**What this task involves**
The answer is to be an exact copy of the lines below running from the line with "let client = reqwest::blocking::Client::builder()" down to the line with "let body = resp.text().unwrap_or_default();", both ends included, and nothing more.

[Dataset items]
//! Property tests for pipeline invariants.
//!
//! Uses proptest to verify:
//! 1. Hour mapping: every integer maps to one of the 24 canonical labels
//! 2. Batching: contiguous, ordered, bounded batches that rebuild the input
//! 3. Date labels: every calendar date survives a render/parse cycle
//! 4. Marker extraction: any pipe-free token is found in a partial stream

use chrono::{Datelike, NaiveDate};
use proptest::prelude::*;
use pmlsync_core::domain::{canonical_hour, HourOfDay};
use pmlsync_core::normalize::parse_date_label;
use pmlsync_core::portal::extract_marker_token;
use pmlsync_core::publish::partition;

const MONTHS: [&str; 12] = [
    "ene", "feb", "mar", "abr", "may", "jun", "jul", "ago", "sep", "oct", "nov", "dic",
];

// ── 1. Hour mapping ──────────────────────────────────────────────────

proptest! {
    #[test]
    fn hour_label_is_always_canonical(hour in any::<i64>()) {
        let label = canonical_hour(hour);
        prop_assert_eq!(label.len(), 8);
        prop_assert!(label.ends_with(":00:00"));
        let hh: u8 = label[..2].parse().unwrap();
        prop_assert!(hh <= 23);

        if (1..=23).contains(&hour) {
            prop_assert_eq!(i64::from(hh), hour);
        } else {
            prop_assert_eq!(hh, 0);
        }
    }

    #[test]
    fn hour_label_matches_typed_hour(hour in -48i64..48) {
        prop_assert_eq!(canonical_hour(hour), HourOfDay::from_source_hour(hour).to_string());
    }
}

// ── 2. Batching ──────────────────────────────────────────────────────

proptest! {
    #[test]
    fn batches_rebuild_the_input(len in 0usize..2_000, size in 1usize..300) {
        let input: Vec<usize> = (0..len).collect();
        let ranges = partition(len, size);

        prop_assert_eq!(ranges.len(), len.div_ceil(size));
        prop_assert!(ranges.iter().all(|r| !r.is_empty() && r.len() <= size));
        // every batch but the last is full
        if let Some((_, init)) = ranges.split_last() {
            prop_assert!(init.iter().all(|r| r.len() == size));
        }

        let rebuilt: Vec<usize> = ranges.iter().flat_map(|r| input[r.clone()].to_vec()).collect();
        prop_assert_eq!(rebuilt, input);
    }
}

// ── 3. Date labels ───────────────────────────────────────────────────

proptest! {
    #[test]
    fn rendered_labels_parse_back(days in 0i64..20_000) {
        let base = NaiveDate::from_ymd_opt(2000, 1, 1).unwrap();
        let date = base + chrono::Duration::days(days);
        let label = format!(
            "{:02}/{}/{}",
            date.day(),
            MONTHS[date.month0() as usize],
            date.year()
        );
        prop_assert_eq!(parse_date_label(&label).unwrap(), date);
    }
}

// ── 4. Marker extraction ─────────────────────────────────────────────

proptest! {
    #[test]
    fn marker_token_is_recovered(token in "[A-Za-z0-9+/=]{1,200}") {
        let body = format!("1|#||4|12|updatePanel|up|<b>x</b>|0|hiddenField|__VIEWSTATE|{token}|8|hiddenField|__VIEWSTATEGENERATOR|35C9E14B|");
        let found = extract_marker_token(&body, "__VIEWSTATE").unwrap();
        prop_assert_eq!(found.as_str(), token.as_str());
    }
}
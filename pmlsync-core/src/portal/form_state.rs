//! Extraction of server-issued form state.
//!
//! Two sources carry state on the portal:
//! - full HTML pages (initial GET), where state lives in hidden `<input>` fields;
//! - AJAX-partial responses, a pipe-delimited stream where the refreshed state
//!   appears as `|hiddenField|__VIEWSTATE|<value>|`.
//!
//! Both extractors are pure and return `None` when the field is absent.

use regex::Regex;
use scraper::{Html, Selector};
use std::fmt;

/// Name of the hidden field carrying the page state.
pub const VIEWSTATE_FIELD: &str = "__VIEWSTATE";
/// Reporting period text box.
pub const PERIOD_FIELD: &str = "ctl00$ContentPlaceHolder1$txtPeriodo";
/// Hidden field holding the selected start date.
pub const START_DATE_FIELD: &str = "ctl00$ContentPlaceHolder1$hdfStartDateSelected";

/// Opaque state token issued by the portal.
///
/// Each protocol round consumes one token and yields a new one; tokens are
/// never mutated in place. The empty token stands in for an extraction miss.
#[derive(Debug, Clone, PartialEq, Eq, Default)]
pub struct StateToken(String);

impl StateToken {
    pub fn new(value: impl Into<String>) -> Self {
        Self(value.into())
    }

    pub fn empty() -> Self {
        Self(String::new())
    }

    pub fn as_str(&self) -> &str {
        &self.0
    }

    pub fn is_empty(&self) -> bool {
        self.0.is_empty()
    }

    /// Form-encode the token for embedding in a raw request body.
    ///
    /// Every reserved character is escaped and spaces become `+`.
    pub fn percent_encoded(&self) -> String {
        encode_component(&self.0)
    }
}

impl fmt::Display for StateToken {
    fn fmt(&self, f: &mut fmt::Formatter<'_>) -> fmt::Result {
        // Tokens run to tens of kilobytes; logs only need a prefix.
        let prefix: String = self.0.chars().take(16).collect();
        write!(f, "{prefix}.. ({} chars)", self.0.len())
    }
}

/// Form-encode a single value (`application/x-www-form-urlencoded` rules).
pub fn encode_component(value: &str) -> String {
    url::form_urlencoded::byte_serialize(value.as_bytes()).collect()
}

/// Return the `value` attribute of the `element` whose `name` is `field_name`.
///
/// Returns `None` when no such element exists, when it has no `value`, or when
/// the element kind is not a valid selector.
pub fn extract_field_value(document: &Html, field_name: &str, element: &str) -> Option<String> {
    let escaped = field_name.replace('\\', "\\\\").replace('"', "\\\"");
    let selector = Selector::parse(&format!("{element}[name=\"{escaped}\"]")).ok()?;
    document
        .select(&selector)
        .next()?
        .value()
        .attr("value")
        .map(str::to_string)
}

/// Scan an AJAX-partial body for `|hiddenField|<field>|<value>` and return the value.
pub fn extract_marker_token(body: &str, field: &str) -> Option<StateToken> {
    let pattern = format!(r"\|hiddenField\|{}\|([^|]+)", regex::escape(field));
    let re = Regex::new(&pattern).ok()?;
    re.captures(body)
        .and_then(|caps| caps.get(1))
        .map(|m| StateToken::new(m.as_str()))
}

/// State scraped from the report page before any subsystem is requested.
#[derive(Debug, Clone, PartialEq)]
pub struct InitialFormState {
    pub token: StateToken,
    pub period: Option<String>,
    pub date: Option<String>,
}

impl InitialFormState {
    /// Parse the report page. Missing fields are left as `None` / empty token.
    pub fn from_html(html: &str) -> Self {
        let document = Html::parse_document(html);
        let token = extract_field_value(&document, VIEWSTATE_FIELD, "input")
            .map(StateToken::new)
            .unwrap_or_default();
        Self {
            token,
            period: extract_field_value(&document, PERIOD_FIELD, "input"),
            date: extract_field_value(&document, START_DATE_FIELD, "input"),
        }
    }
}

#[cfg(test)]
mod tests {
    use super::*;

    const PAGE: &str = r#"<html><body><form method="post" action="./PreEnerServConMDA.aspx">
        <input type="hidden" name="__VIEWSTATE" id="__VIEWSTATE" value="dDwtMTA4+/MzQ=" />
        <input name="ctl00$ContentPlaceHolder1$txtPeriodo" type="text" value="02/05/2024 - 02/05/2024" />
        <input type="hidden" name="ctl00$ContentPlaceHolder1$hdfStartDateSelected" value="02/05/2024" />
        <input type="hidden" name="ctl00$ContentPlaceHolder1$hdfNoValue" />
        </form></body></html>"#;

    #[test]
    fn extracts_hidden_input_value() {
        let doc = Html::parse_document(PAGE);
        assert_eq!(
            extract_field_value(&doc, "__VIEWSTATE", "input").as_deref(),
            Some("dDwtMTA4+/MzQ=")
        );
        assert_eq!(
            extract_field_value(&doc, START_DATE_FIELD, "input").as_deref(),
            Some("02/05/2024")
        );
    }

    #[test]
    fn absent_field_is_none() {
        let doc = Html::parse_document(PAGE);
        assert_eq!(extract_field_value(&doc, "__EVENTVALIDATION", "input"), None);
        assert_eq!(
            extract_field_value(&doc, "ctl00$ContentPlaceHolder1$hdfNoValue", "input"),
            None
        );
        // Right name, wrong element kind
        assert_eq!(extract_field_value(&doc, "__VIEWSTATE", "select"), None);
    }

    #[test]
    fn malformed_markup_does_not_panic() {
        let doc = Html::parse_document("<input name='__VIEWSTATE' value='abc'<<div></p>");
        let _ = extract_field_value(&doc, "__VIEWSTATE", "input");
        assert_eq!(extract_field_value(&doc, "x", "!!not a selector"), None);
    }

    #[test]
    fn initial_state_from_page() {
        let state = InitialFormState::from_html(PAGE);
        assert_eq!(state.token.as_str(), "dDwtMTA4+/MzQ=");
        assert_eq!(state.period.as_deref(), Some("02/05/2024 - 02/05/2024"));
        assert_eq!(state.date.as_deref(), Some("02/05/2024"));
    }

    #[test]
    fn initial_state_tolerates_empty_page() {
        let state = InitialFormState::from_html("<html></html>");
        assert!(state.token.is_empty());
        assert!(state.period.is_none());
        assert!(state.date.is_none());
    }

    #[test]
    fn marker_token_found_in_partial_stream() {
        let body = "1|#||4|52|updatePanel|ctl00_up|<div/>|0|hiddenField|__EVENTTARGET||\
                    184|hiddenField|__VIEWSTATE|/wEPDwUK+abc=|8|hiddenField|__VIEWSTATEGENERATOR|35C9E14B|";
        let token = extract_marker_token(body, VIEWSTATE_FIELD).unwrap();
        assert_eq!(token.as_str(), "/wEPDwUK+abc=");
    }

    #[test]
    fn marker_token_missing() {
        assert_eq!(extract_marker_token("<html>error</html>", VIEWSTATE_FIELD), None);
        // Empty value does not match
        assert_eq!(extract_marker_token("|hiddenField|__VIEWSTATE||", VIEWSTATE_FIELD), None);
    }

    #[test]
    fn token_percent_encoding_escapes_everything_reserved() {
        let token = StateToken::new("/wE+a b=");
        assert_eq!(token.percent_encoded(), "%2FwE%2Ba+b%3D");
    }
}
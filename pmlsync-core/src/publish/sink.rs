//! Ingestion sink trait and the blocking HTTP implementation.
//!
//! [`IngestSink`] is the seam between batching and transport: the publisher
//! only knows "send this batch", tests substitute an in-memory sink.

use reqwest::header;
use serde::{Deserialize, Serialize};
use std::time::Duration;
use thiserror::Error;
use tracing::{debug, info};

use super::IngestRecord;

/// Failure of a single batch POST. Never stops later batches.
#[derive(Debug, Error)]
pub enum BatchError {
    #[error("could not connect to ingestion API: {0}")]
    Connection(String),

    #[error("ingestion request timed out: {0}")]
    Timeout(String),

    #[error("ingestion API returned HTTP {code} {reason}: {body}")]
    Status {
        code: u16,
        reason: String,
        body: String,
    },

    #[error("ingestion request failed: {0}")]
    Request(String),
}

impl From<reqwest::Error> for BatchError {
    fn from(e: reqwest::Error) -> Self {
        if e.is_timeout() {
            BatchError::Timeout(e.to_string())
        } else if e.is_connect() {
            BatchError::Connection(e.to_string())
        } else {
            BatchError::Request(e.to_string())
        }
    }
}

/// Destination of published batches.
pub trait IngestSink {
    /// Deliver one batch. `Ok` means the API acknowledged it with a 2xx.
    fn send(&self, batch: &[IngestRecord]) -> Result<(), BatchError>;
}

/// Downstream API settings.
#[derive(Debug, Clone, PartialEq, Serialize, Deserialize)]
#[serde(default)]
pub struct IngestSettings {
    pub base_url: String,
    pub target_source: String,
    pub batch_size: usize,
    pub timeout_secs: u64,
}

impl Default for IngestSettings {
    fn default() -> Self {
        Self {
            base_url: "http://127.0.0.1:5000".into(),
            target_source: "data_source_1".into(),
            batch_size: 100,
            timeout_secs: 180,
        }
    }
}

impl IngestSettings {
    /// `{base_url}/api/v1/mercado/{target_source}` joined with single slashes.
    pub fn endpoint(&self) -> String {
        format!(
            "{}/api/v1/mercado/{}",
            self.base_url.trim_end_matches('/'),
            self.target_source.trim_start_matches('/')
        )
    }
}

/// JSON-over-HTTP sink for the ingestion API.
pub struct HttpIngestSink {
    client: reqwest::blocking::Client,
    endpoint: String,
}

impl HttpIngestSink {
    pub fn new(settings: &IngestSettings) -> Result<Self, BatchError> {
        let client = reqwest::blocking::Client::builder()
            .timeout(Duration::from_secs(settings.timeout_secs))
            .build()
            .map_err(|e| BatchError::Request(e.to_string()))?;
        Ok(Self {
            client,
            endpoint: settings.endpoint(),
        })
    }

    pub fn endpoint(&self) -> &str {
        &self.endpoint
    }
}

impl IngestSink for HttpIngestSink {
    fn send(&self, batch: &[IngestRecord]) -> Result<(), BatchError> {
        debug!(endpoint = %self.endpoint, records = batch.len(), "POST batch");
        let resp = self
            .client
            .post(&self.endpoint)
            .header(header::ACCEPT, "application/json")
            .json(batch)
            .send()?;

        let status = resp.status();
        let body = resp.text().unwrap_or_default();
        if !status.is_success() {
            return Err(BatchError::Status {
                code: status.as_u16(),
                reason: status.canonical_reason().unwrap_or("").to_string(),
                body,
            });
        }

        match serde_json::from_str::<serde_json::Value>(&body)
            .ok()
            .and_then(|v| serde_json::to_string_pretty(&v).ok())
        {
            Some(pretty) => info!(status = status.as_u16(), "API response:\n{pretty}"),
            None => info!(status = status.as_u16(), response = %body, "API response (text)"),
        }
        Ok(())
    }
}
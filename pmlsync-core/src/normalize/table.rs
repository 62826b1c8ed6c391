//! Tabular containers: the raw per-artifact table and the combined price table.

use chrono::NaiveDate;

use crate::domain::PriceRecord;

pub const COL_SISTEMA: &str = "Sistema";
pub const COL_FECHA: &str = "Fecha";
pub const COL_HORA: &str = "Hora";
pub const COL_CLAVE: &str = "Clave";
pub const COL_PML: &str = "PML";
pub const COL_ENERGIA: &str = "Energia";
pub const COL_PERDIDAS: &str = "Perdidas";
pub const COL_CONGESTION: &str = "Congestion";

/// Columns the ingestion API requires, in payload order.
pub const REQUIRED_COLUMNS: [&str; 8] = [
    COL_SISTEMA,
    COL_FECHA,
    COL_HORA,
    COL_CLAVE,
    COL_PML,
    COL_ENERGIA,
    COL_CONGESTION,
    COL_PERDIDAS,
];

/// Column order of the combined CSV export.
const EXPORT_COLUMNS: [&str; 8] = [
    COL_SISTEMA,
    COL_FECHA,
    COL_HORA,
    COL_CLAVE,
    COL_PML,
    COL_ENERGIA,
    COL_PERDIDAS,
    COL_CONGESTION,
];

/// A table as the artifact presents it: cleaned header labels and string cells.
#[derive(Debug, Clone, PartialEq)]
pub struct RawTable {
    pub headers: Vec<String>,
    /// Data rows with the 1-based line number they came from.
    pub rows: Vec<(usize, Vec<String>)>,
}

impl RawTable {
    pub fn column_index(&self, name: &str) -> Option<usize> {
        self.headers.iter().position(|h| h == name)
    }
}

/// The combined, normalized table for one report date.
#[derive(Debug, Clone, PartialEq)]
pub struct PriceTable {
    pub date: NaiveDate,
    /// Column labels present after renaming (canonical names where mapped).
    pub columns: Vec<String>,
    /// Records in subsystem order, source row order within a subsystem.
    pub records: Vec<PriceRecord>,
}

impl PriceTable {
    pub fn len(&self) -> usize {
        self.records.len()
    }

    pub fn is_empty(&self) -> bool {
        self.records.is_empty()
    }

    pub fn has_column(&self, name: &str) -> bool {
        self.columns.iter().any(|c| c == name)
    }

    /// Required API columns absent from this table.
    pub fn missing_columns(&self) -> Vec<String> {
        REQUIRED_COLUMNS
            .iter()
            .filter(|c| !self.has_column(c))
            .map(|c| c.to_string())
            .collect()
    }

    /// Render the canonical columns as CSV.
    pub fn to_csv(&self) -> Result<String, csv::Error> {
        let mut wtr = csv::Writer::from_writer(vec![]);
        wtr.write_record(EXPORT_COLUMNS)?;
        for r in &self.records {
            wtr.write_record([
                r.subsystem.to_string(),
                r.date.format("%Y-%m-%d").to_string(),
                r.hora.to_string(),
                r.node.clone(),
                r.pml.to_string(),
                r.energy.to_string(),
                r.loss.to_string(),
                r.congestion.to_string(),
            ])?;
        }
        let data = wtr.into_inner().map_err(|e| e.into_error())?;
        Ok(String::from_utf8_lossy(&data).into_owned())
    }

    /// BLAKE3 digest of [`PriceTable::to_csv`].
    pub fn content_hash(&self) -> Result<String, csv::Error> {
        Ok(blake3::hash(self.to_csv()?.as_bytes()).to_hex().to_string())
    }
}
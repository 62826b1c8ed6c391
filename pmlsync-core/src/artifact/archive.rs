//! Archive extraction: interim download → named ZIP → single renamed CSV.
//!
//! Layout after a successful extraction: `{working_dir}/{prefix}_{SUBSYSTEM}.csv`.
//! The ZIP itself is removed once its tabular file has been written.

use regex::Regex;
use std::fs::{self, File};
use std::io;
use std::path::{Path, PathBuf};
use std::sync::OnceLock;
use thiserror::Error;
use tracing::{debug, info};

use crate::domain::Subsystem;

/// Errors extracting one subsystem's export. Fatal for that subsystem only.
#[derive(Debug, Error)]
pub enum ArchiveError {
    #[error("archive I/O error on {}: {source}", path.display())]
    Io {
        path: PathBuf,
        #[source]
        source: io::Error,
    },

    #[error("corrupt archive {}: {reason}", path.display())]
    Corrupt { path: PathBuf, reason: String },

    #[error("archive {} contains no files", path.display())]
    Empty { path: PathBuf },
}

fn io_err(path: &Path) -> impl FnOnce(io::Error) -> ArchiveError + '_ {
    move |source| ArchiveError::Io {
        path: path.to_path_buf(),
        source,
    }
}

/// A per-subsystem tabular file ready for validation.
#[derive(Debug, Clone, PartialEq, Eq)]
pub struct DownloadedArtifact {
    pub subsystem: Subsystem,
    pub path: PathBuf,
}

/// Deterministic artifact name, e.g. `PML_MDA_BCA.csv`.
pub fn artifact_file_name(prefix: &str, subsystem: Subsystem) -> String {
    format!("{prefix}_{}.csv", subsystem.as_str())
}

/// Filename announced by a `Content-Disposition` header, without any path part.
pub fn attachment_filename(content_disposition: &str) -> Option<String> {
    static RE: OnceLock<Option<Regex>> = OnceLock::new();
    let re = RE
        .get_or_init(|| Regex::new(r#"filename=(?:"([^"]+)"|([^;]+))"#).ok())
        .as_ref()?;
    let caps = re.captures(content_disposition)?;
    let raw = caps.get(1).or_else(|| caps.get(2))?.as_str().trim();
    let name = raw.rsplit(|c: char| c == '/' || c == '\\').next()?.trim();
    if name.is_empty() || name == "." || name == ".." {
        return None;
    }
    Some(name.to_string())
}

/// Unpacks downloaded exports into renamed per-subsystem artifacts.
#[derive(Debug, Clone)]
pub struct ArchiveExtractor {
    working_dir: PathBuf,
    prefix: String,
    interim_name: String,
}

impl ArchiveExtractor {
    pub fn new(
        working_dir: impl Into<PathBuf>,
        prefix: impl Into<String>,
        interim_name: impl Into<String>,
    ) -> Self {
        Self {
            working_dir: working_dir.into(),
            prefix: prefix.into(),
            interim_name: interim_name.into(),
        }
    }

    pub fn working_dir(&self) -> &Path {
        &self.working_dir
    }

    /// Where the driver writes the raw export body.
    pub fn interim_path(&self) -> PathBuf {
        self.working_dir.join(&self.interim_name)
    }

    /// Final location of a subsystem's artifact.
    pub fn artifact_path(&self, subsystem: Subsystem) -> PathBuf {
        self.working_dir
            .join(artifact_file_name(&self.prefix, subsystem))
    }

    /// Persist `body` at the interim path.
    pub fn write_interim(&self, body: &[u8]) -> Result<PathBuf, ArchiveError> {
        let path = self.interim_path();
        fs::create_dir_all(&self.working_dir).map_err(io_err(&self.working_dir))?;
        fs::write(&path, body).map_err(io_err(&path))?;
        Ok(path)
    }

    /// Turn the interim download into the subsystem's artifact.
    ///
    /// 1. Move the interim file to the name announced by `content_disposition`
    ///    (kept as-is when no name is announced).
    /// 2. Unpack the single tabular entry next to it.
    /// 3. Delete the archive.
    /// 4. Rename the entry to [`artifact_file_name`].
    pub fn extract(
        &self,
        subsystem: Subsystem,
        content_disposition: Option<&str>,
    ) -> Result<DownloadedArtifact, ArchiveError> {
        let interim = self.interim_path();
        let archive_name = content_disposition
            .and_then(attachment_filename)
            .unwrap_or_else(|| self.interim_name.clone());
        let archive_path = self.working_dir.join(&archive_name);

        if archive_path != interim {
            fs::rename(&interim, &archive_path).map_err(io_err(&interim))?;
        }
        info!(subsystem = %subsystem, archive = %archive_path.display(), "archive saved");

        let extracted = match self.unpack(&archive_path) {
            Ok(path) => path,
            Err(e) => {
                let _ = fs::remove_file(&archive_path);
                return Err(e);
            }
        };

        fs::remove_file(&archive_path).map_err(io_err(&archive_path))?;
        debug!(archive = %archive_path.display(), "archive removed");

        let target = self.artifact_path(subsystem);
        if extracted != target {
            fs::rename(&extracted, &target).map_err(io_err(&extracted))?;
        }
        info!(subsystem = %subsystem, artifact = %target.display(), "artifact ready");

        Ok(DownloadedArtifact {
            subsystem,
            path: target,
        })
    }

    /// Write the chosen entry of `archive_path` into the working directory.
    fn unpack(&self, archive_path: &Path) -> Result<PathBuf, ArchiveError> {
        let corrupt = |e: zip::result::ZipError| ArchiveError::Corrupt {
            path: archive_path.to_path_buf(),
            reason: e.to_string(),
        };

        let file = File::open(archive_path).map_err(io_err(archive_path))?;
        let mut archive = zip::ZipArchive::new(file).map_err(corrupt)?;

        let mut entries: Vec<(usize, String)> = Vec::new();
        for i in 0..archive.len() {
            let entry = archive.by_index(i).map_err(corrupt)?;
            if !entry.is_file() {
                continue;
            }
            let name = entry
                .enclosed_name()
                .and_then(|p| p.file_name().map(|n| n.to_string_lossy().into_owned()));
            if let Some(name) = name {
                entries.push((i, name));
            }
        }

        let stem = archive_path
            .file_stem()
            .map(|s| s.to_string_lossy().into_owned())
            .unwrap_or_default();
        let chosen = entries
            .iter()
            .find(|(_, name)| {
                Path::new(name)
                    .file_stem()
                    .is_some_and(|s| s.to_string_lossy() == stem.as_str())
            })
            .or_else(|| {
                entries
                    .iter()
                    .find(|(_, name)| name.to_ascii_lowercase().ends_with(".csv"))
            })
            .or_else(|| entries.first())
            .cloned()
            .ok_or_else(|| ArchiveError::Empty {
                path: archive_path.to_path_buf(),
            })?;

        if entries.len() > 1 {
            debug!(entries = entries.len(), chosen = %chosen.1, "archive has several files");
        }

        let (index, name) = chosen;
        let out_path = self.working_dir.join(&name);
        let mut entry = archive.by_index(index).map_err(corrupt)?;
        let mut out = File::create(&out_path).map_err(io_err(&out_path))?;
        io::copy(&mut entry, &mut out).map_err(io_err(&out_path))?;

        Ok(out_path)
    }
}

/// Remove every artifact `{prefix}_{SUBSYSTEM}.csv` in `working_dir`.
///
/// Returns the paths that were deleted.
pub fn delete_artifacts(working_dir: &Path, prefix: &str) -> Result<Vec<PathBuf>, ArchiveError> {
    let mut removed = Vec::new();
    for subsystem in Subsystem::ALL {
        let path = working_dir.join(artifact_file_name(prefix, subsystem));
        match fs::remove_file(&path) {
            Ok(()) => {
                info!(path = %path.display(), "deleted artifact");
                removed.push(path);
            }
            Err(e) if e.kind() == io::ErrorKind::NotFound => {}
            Err(source) => return Err(ArchiveError::Io { path, source }),
        }
    }
    Ok(removed)
}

**Response for this exercise**
        let client = reqwest::blocking::Client::builder()
            .timeout(Duration::from_secs(settings.timeout_secs))
            .build()
            .map_err(|e| BatchError::Request(e.to_string()))?;
        Ok(Self {
            client,
            endpoint: settings.endpoint(),
        })
    }

    pub fn endpoint(&self) -> &str {
        &self.endpoint
    }
}

impl IngestSink for HttpIngestSink {
    fn send(&self, batch: &[IngestRecord]) -> Result<(), BatchError> {
        debug!(endpoint = %self.endpoint, records = batch.len(), "POST batch");
        let resp = self
            .client
            .post(&self.endpoint)
            .header(header::ACCEPT, "application/json")
            .json(batch)
            .send()?;

        let status = resp.status();
        let body = resp.text().unwrap_or_default();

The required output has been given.